フィリアも随分と、本人は望まないだろうが戦闘には慣れてきたようだ。
「スタンたちは――」
「終わった、ようですわ」
背を向けていた方へ視線をやる。
そこにはダリスが横たわっていた。
介抱されて意識を取り戻したマリーが、力の入らない身体を引きずってダリスの元へ行く。
彼女が顔を覗き込むとダリスは眉を寄せた。
「マリー…なぜ、戻ってきた」
「ダリス、思い出したのか!」
「お前だけは、無事に…」
「っ、何もしゃべるな」
外見の傷はひどくはない。けれど彼の額には高熱を出した時のような大量の汗が流れていた。
その様子に、誰もが彼の状態を悟っていた。
ダリスは顔を歪めつつも、マリーにわずかに笑みを向ける。
「早く逃げろ…追っ手が来る」
「っ手当てをする!」
「構うな。私は助からない」
「せっかく…、やっと、会えた…」
「すまん、マリー…」
ダリスから向けられた言葉に、彼女は息をのんだ。
そうして恐る恐る夫の頬に手を当てる。
しかし、もう彼の瞳がマリーを映すことはなかった。
「――死ぬな…ダリスっ!また私を一人にするのか!」
「……」
「答えろ、ダリスっ!ダリスーーーっっ!」
悲痛な叫びに誰もが喉を詰まらせた。夫の胸に縋り付き泣く彼女にかける言葉が思い付かない。
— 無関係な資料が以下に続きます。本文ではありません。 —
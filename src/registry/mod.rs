// Copyright (c) 2025 Varshith Gudur. Licensed under AGPLv3.
pub mod node;
pub mod application;

pub use application::{Application, ApplicationRegistry};
pub use node::{Node, NodeRegistry};
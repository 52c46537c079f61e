// Copyright (c) 2025 Varshith Gudur. Licensed under AGPLv3.
pub mod command;
pub mod controller;

pub use command::{Command, Outcome};
pub use controller::ControllerState;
それでも、塞いだ扉の向こうからは怒声と足音が確実に大きくなってきていた。
ここへ敵兵がなだれ込むのも時間の問題だ。
「マリー…マリー、行こう」
ルーティがそっとマリーの肩に手を置く。
「マリー、敵が来るのよ」
「嫌だ、ここにいる。もうどこにもいかない…ダリスと一緒にいる」
ぽつぽつと漏れる言葉は弱々しい。
虚ろに響く声が、彼女の心痛を物語る。
けれどそれでも、ずっとここにいるわけにはいかない。ルーティの手がマリーの肩を強く掴んだ。
「マリー、立ちなさい!」
「ルーティ?」
「ぼさっとしてないの!あんたまで死なせるなんて、そんなのダメだからねっ!」
段々と涙の混じる声で、しかしはっきりとルーティは言った。
とん、と軽くマリーの肩を突き放し、背を向ける。そして彼女よりひと回り以上大きなダリスの亡骸を無理矢理に背負った。
「あんたの旦那も一緒だよ。さ、行こ」
「ルーティ…わかった」
まだマリーの瞳にはっきりとした意思は見えなかったが、背負われたダリスの後を追うようにして彼女はフラフラと歩き出した。
塞いだ入口の岩が軋んでいる。
他に逃げ場はないと、ウッドロウの提案でさらに階段を駆け屋上へ出ることになった。
「マリーさん!」
後ろでスタンが何かを机の上から取り上げてマリーに渡そうと声を張り上げる。しかし彼女は未だ上の空だ。皆が悲痛な表情で身体を震わせる。
なんて結末だ。誰にとっても悪いものだ。
マリーを助けに来なければ、こんなことにはならなかったのだろうか。
ただ一人反対したカリナを見やれば、彼女もまた拳を握りしめていた。
――ふと合った瞳が、リオンを鋭く刺す。
責めているのか。何かを訴えているのか。耐えきれず視線を逸らしたリオンにはわからなかった。